- **YOUR TASK**: For each line of the listing that contains "body", make a copy and return it.

:::::

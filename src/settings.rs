//! Board settings
//!
//! Loaded from an optional JSON file and overridden by CLI arguments.
//! Always validated before a round is built.

use std::path::Path;

use serde::{Deserialize, Serialize};

use crate::consts::*;
use crate::error::ConfigError;

/// Number of positional arguments that override the brick grid
const DIMENSION_ARGS: usize = 2;

/// Board configuration
#[derive(Debug, Clone, PartialEq, Serialize, Deserialize)]
#[serde(default)]
pub struct Settings {
    /// Rows of bricks
    pub rows: u32,
    /// Bricks per row
    pub columns: u32,
    /// Board width in pixels
    pub window_width: f32,
    /// Board height in pixels (the lower bound for out-of-bounds checks)
    pub window_height: f32,
    /// RNG seed; `None` draws one at startup
    pub seed: Option<u64>,
}

impl Default for Settings {
    fn default() -> Self {
        Self {
            rows: DEFAULT_ROWS,
            columns: DEFAULT_COLUMNS,
            window_width: WINDOW_WIDTH,
            window_height: WINDOW_HEIGHT,
            seed: None,
        }
    }
}

impl Settings {
    /// Load settings from a JSON file. Missing fields keep their defaults.
    pub fn load(path: &Path) -> Result<Self, ConfigError> {
        let json = std::fs::read_to_string(path)?;
        let settings: Settings = serde_json::from_str(&json)?;
        log::info!("Loaded settings from {}", path.display());
        Ok(settings)
    }

    /// Apply `rows columns` positional arguments.
    ///
    /// Exactly two arguments override the grid; any other count leaves the
    /// current grid untouched.
    pub fn with_dimension_args(mut self, args: &[String]) -> Result<Self, ConfigError> {
        if args.len() != DIMENSION_ARGS {
            if !args.is_empty() {
                log::debug!("Ignoring {} positional arguments, keeping default grid", args.len());
            }
            return Ok(self);
        }
        self.rows = parse_dimension("rows", &args[0])?;
        self.columns = parse_dimension("columns", &args[1])?;
        Ok(self)
    }

    /// Reject configurations that would produce degenerate geometry
    pub fn validate(&self) -> Result<(), ConfigError> {
        if self.rows == 0 {
            return Err(ConfigError::NonPositive { what: "rows", value: 0 });
        }
        if self.columns == 0 {
            return Err(ConfigError::NonPositive { what: "columns", value: 0 });
        }
        if self.window_width <= 2.0 * WALL_THICKNESS || self.window_height <= 2.0 * WALL_THICKNESS {
            return Err(ConfigError::WindowTooSmall {
                width: self.window_width,
                height: self.window_height,
            });
        }
        let width = self.brick_width();
        if width <= 0.0 {
            return Err(ConfigError::DegenerateBrickWidth {
                columns: self.columns,
                width,
            });
        }
        let max = self.max_rows();
        if self.rows > max {
            return Err(ConfigError::TooManyRows { rows: self.rows, max });
        }
        self.brick_count()?;
        Ok(())
    }

    /// Brick width: the space between the side walls minus the gaps, split evenly
    pub fn brick_width(&self) -> f32 {
        let inner = self.window_width - 2.0 * WALL_THICKNESS;
        let gaps = BRICK_SPACING * (self.columns as f32 + 1.0);
        (inner - gaps) / self.columns as f32
    }

    /// Rows that fit between the top wall and the top of the main paddle.
    /// Each row takes one spacing gap plus one brick height.
    pub fn max_rows(&self) -> u32 {
        let paddle_top = self.window_height - PADDLE_OFFSET_FROM_BOTTOM - PADDLE_HEIGHT / 2.0;
        let room = paddle_top - WALL_THICKNESS;
        (room / (BRICK_SPACING + BRICK_HEIGHT)).floor().max(0.0) as u32
    }

    /// Total bricks on a fresh board
    pub fn brick_count(&self) -> Result<u32, ConfigError> {
        self.rows
            .checked_mul(self.columns)
            .ok_or(ConfigError::TooManyBricks {
                rows: self.rows,
                columns: self.columns,
            })
    }
}

fn parse_dimension(what: &'static str, input: &str) -> Result<u32, ConfigError> {
    let value: i64 = input.trim().parse().map_err(|_| ConfigError::NotAnInteger {
        what,
        input: input.to_string(),
    })?;
    if value <= 0 {
        return Err(ConfigError::NonPositive { what, value });
    }
    u32::try_from(value).map_err(|_| ConfigError::NotAnInteger {
        what,
        input: input.to_string(),
    })
}
//! Bricker entry point
//!
//! Runs the simulation headless: the autopilot steers the paddle and a
//! scripted prompt decides whether to play again.

use std::path::PathBuf;

use anyhow::Result;
use clap::Parser;

use bricker::consts::SIM_DT;
use bricker::platform::{Autopilot, ScriptedPrompt};
use bricker::sim::GameState;
use bricker::{Session, SessionStatus, Settings};

#[derive(Parser, Debug)]
#[command(about = "Brick-breaking arcade core, played by an autopilot", version)]
struct Args {
    /// `rows columns` of bricks; any other count keeps the 7x8 default
    #[arg(num_args = 0.., allow_negative_numbers = true)]
    board: Vec<String>,
    /// RNG seed (random if omitted)
    #[arg(long)]
    seed: Option<u64>,
    /// JSON settings file
    #[arg(long)]
    config: Option<PathBuf>,
    /// Frames to simulate before giving up (60 per second)
    #[arg(long, default_value_t = 60 * 60 * 10)]
    max_frames: u64,
    /// Rounds to replay after the first one ends
    #[arg(long, default_value_t = 0)]
    replays: u32,
}

fn main() -> Result<()> {
    env_logger::Builder::from_env(env_logger::Env::default().default_filter_or("info")).init();
    let args = Args::parse();

    let settings = match &args.config {
        Some(path) => Settings::load(path)?,
        None => Settings::default(),
    };
    let mut settings = settings.with_dimension_args(&args.board)?;
    if args.seed.is_some() {
        settings.seed = args.seed;
    }
    settings.validate()?;
    let seed = settings.seed.unwrap_or_else(rand::random);

    log::info!("Bricker (headless) starting...");
    let state = GameState::new(settings, seed)?;
    let mut session = Session::new(state, ScriptedPrompt::new(args.replays));
    let autopilot = Autopilot::default();

    let mut frames = 0;
    while frames < args.max_frames {
        let input = autopilot.sample(session.state());
        frames += 1;
        match session.frame(&input, SIM_DT) {
            SessionStatus::Running => {}
            SessionStatus::Restarted => log::info!("New round after {frames} frames"),
            SessionStatus::Terminated => break,
        }
    }

    let state = session.state();
    log::info!(
        "Stopped after {frames} frames: {} rounds finished, phase {:?}, lives {}, bricks left {}",
        session.rounds_finished(),
        state.round.phase(),
        state.round.lives(),
        state.round.active_bricks()
    );
    Ok(())
}
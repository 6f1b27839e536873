//! Brick collision dispatch
//!
//! Every brick hit runs the base destroy effect first. The brick's own
//! strategy runs only if that removal actually happened, so a brick struck
//! twice in one frame fires at most once.

use super::effect::{BrickHit, Effect};
use super::entity::{EntityId, Layer};
use super::state::GameState;

/// What a brick hit did
#[derive(Debug, Clone, PartialEq, Eq)]
pub enum HitOutcome {
    /// The brick was already gone; nothing happened
    AlreadyRemoved,
    /// The brick was destroyed; `fired` is the strategy that ran, if any
    Destroyed { fired: Option<Effect> },
}

/// Handle `other` striking the brick `brick_id`
pub fn on_brick_hit(state: &mut GameState, brick_id: EntityId, other: EntityId) -> HitOutcome {
    let Some(entity) = state.entities.take(brick_id, Layer::Static) else {
        log::trace!("Brick {brick_id} already removed");
        return HitOutcome::AlreadyRemoved;
    };
    state.round.brick_destroyed();

    let Some(mut brick) = state.bricks.remove(&brick_id) else {
        debug_assert!(false, "static entity {brick_id} has no brick record");
        return HitOutcome::Destroyed { fired: None };
    };

    // A composite is one firing however many children it holds
    let fired = brick.try_fire();
    if let Some(effect) = &fired {
        log::debug!("Brick {brick_id} fired {:?}", effect.leaves());
        let hit = BrickHit {
            brick_center: entity.center,
            other,
        };
        effect.apply(state, &hit);
    }
    HitOutcome::Destroyed { fired }
}
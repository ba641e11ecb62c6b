// One weekly run: gather values and rosters, analyze the league, render the
// report.

use std::path::Path;

use anyhow::{bail, Context};
use chrono::NaiveDateTime;
use tracing::{info, warn};
use winwin_core::config::Config;
use winwin_core::roster::TeamRoster;
use winwin_core::valuation::{PlayerValue, ValuationIndex};
use winwin_core::{analyze_league, LeagueAnalysis};

use crate::fetch::{LeagueSource, ValueSource};
use crate::league::join_league;
use crate::report::{complete_report, starter_snapshot, trade_rationales, trade_recommendations};

/// Characters shown by a dry run.
pub const PREVIEW_CHARS: usize = 1000;

/// Fetch player values and the league's named rosters.
pub async fn gather(
    values: &dyn ValueSource,
    league: &dyn LeagueSource,
    league_id: &str,
) -> anyhow::Result<(Vec<PlayerValue>, Vec<TeamRoster>)> {
    let player_values = values
        .player_values()
        .await
        .context("failed to load player values")?;

    let (rosters, users) = tokio::try_join!(league.rosters(league_id), league.users(league_id))
        .with_context(|| format!("failed to load league {league_id}"))?;
    if rosters.is_empty() {
        bail!("league {league_id} has no rosters");
    }
    if users.is_empty() {
        warn!("league {} returned no users; teams will be named by roster id", league_id);
    }

    let teams = join_league(&rosters, &users);
    info!(
        "loaded {} player values and {} teams",
        player_values.len(),
        teams.len()
    );
    Ok((player_values, teams))
}

/// Render every report section for an analysis.
pub fn render(analysis: &LeagueAnalysis, generated_at: NaiveDateTime, ascii_only: bool) -> String {
    let sections = [
        starter_snapshot(&analysis.deltas),
        trade_recommendations(&analysis.selection, &analysis.needs),
        trade_rationales(&analysis.selection, &analysis.needs),
    ];
    complete_report(generated_at, &sections, ascii_only)
}

/// Gather inputs, analyze, and render. Returns the analysis alongside the
/// report text.
pub async fn build_report(
    config: &Config,
    values: &dyn ValueSource,
    league: &dyn LeagueSource,
    league_id: &str,
    generated_at: NaiveDateTime,
) -> anyhow::Result<(LeagueAnalysis, String)> {
    let (player_values, teams) = gather(values, league, league_id).await?;
    let index = ValuationIndex::new(player_values);

    let mut policy = config.policy.clone();
    if policy.total_teams != teams.len() {
        warn!(
            "config expects {} teams but league {} has {}; using the league's count",
            policy.total_teams,
            league_id,
            teams.len()
        );
        policy.total_teams = teams.len();
        policy.target_trades = teams.len() / 2;
    }

    let analysis = analyze_league(&index, &teams, &config.lineup, &policy, &config.relaxation);
    let report = render(&analysis, generated_at, config.output.ascii_only);
    Ok((analysis, report))
}

/// The first `PREVIEW_CHARS` characters of a report.
pub fn preview(report: &str) -> String {
    let mut text: String = report.chars().take(PREVIEW_CHARS).collect();
    if report.chars().count() > PREVIEW_CHARS {
        text.push_str("\n...");
    }
    text
}

/// Write the report, creating the parent directory if needed.
pub fn write_report(path: &Path, report: &str) -> anyhow::Result<()> {
    if let Some(parent) = path.parent().filter(|p| !p.as_os_str().is_empty()) {
        std::fs::create_dir_all(parent)
            .with_context(|| format!("failed to create {}", parent.display()))?;
    }
    std::fs::write(path, report).with_context(|| format!("failed to write {}", path.display()))?;
    Ok(())
}

#[cfg(test)]
mod tests {
    use super::*;

    #[test]
    fn preview_keeps_short_reports_whole() {
        assert_eq!(preview("short"), "short");
    }

    #[test]
    fn preview_cuts_long_reports() {
        let long = "é".repeat(PREVIEW_CHARS + 5);
        let text = preview(&long);
        assert!(text.ends_with("\n..."));
        assert_eq!(text.chars().count(), PREVIEW_CHARS + 4);
    }

    #[test]
    fn write_report_creates_parent_dirs() {
        let dir = std::env::temp_dir().join("winwin_write_report");
        let _ = std::fs::remove_dir_all(&dir);
        let path = dir.join("nested").join("week7.txt");

        write_report(&path, "report body").unwrap();
        assert_eq!(std::fs::read_to_string(&path).unwrap(), "report body");

        let _ = std::fs::remove_dir_all(&dir);
    }
}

:::::

- **SOLUTION**:
        write_report(&path, "report body").unwrap();
        assert_eq!(std::fs::read_to_string(&path).unwrap(), "report body");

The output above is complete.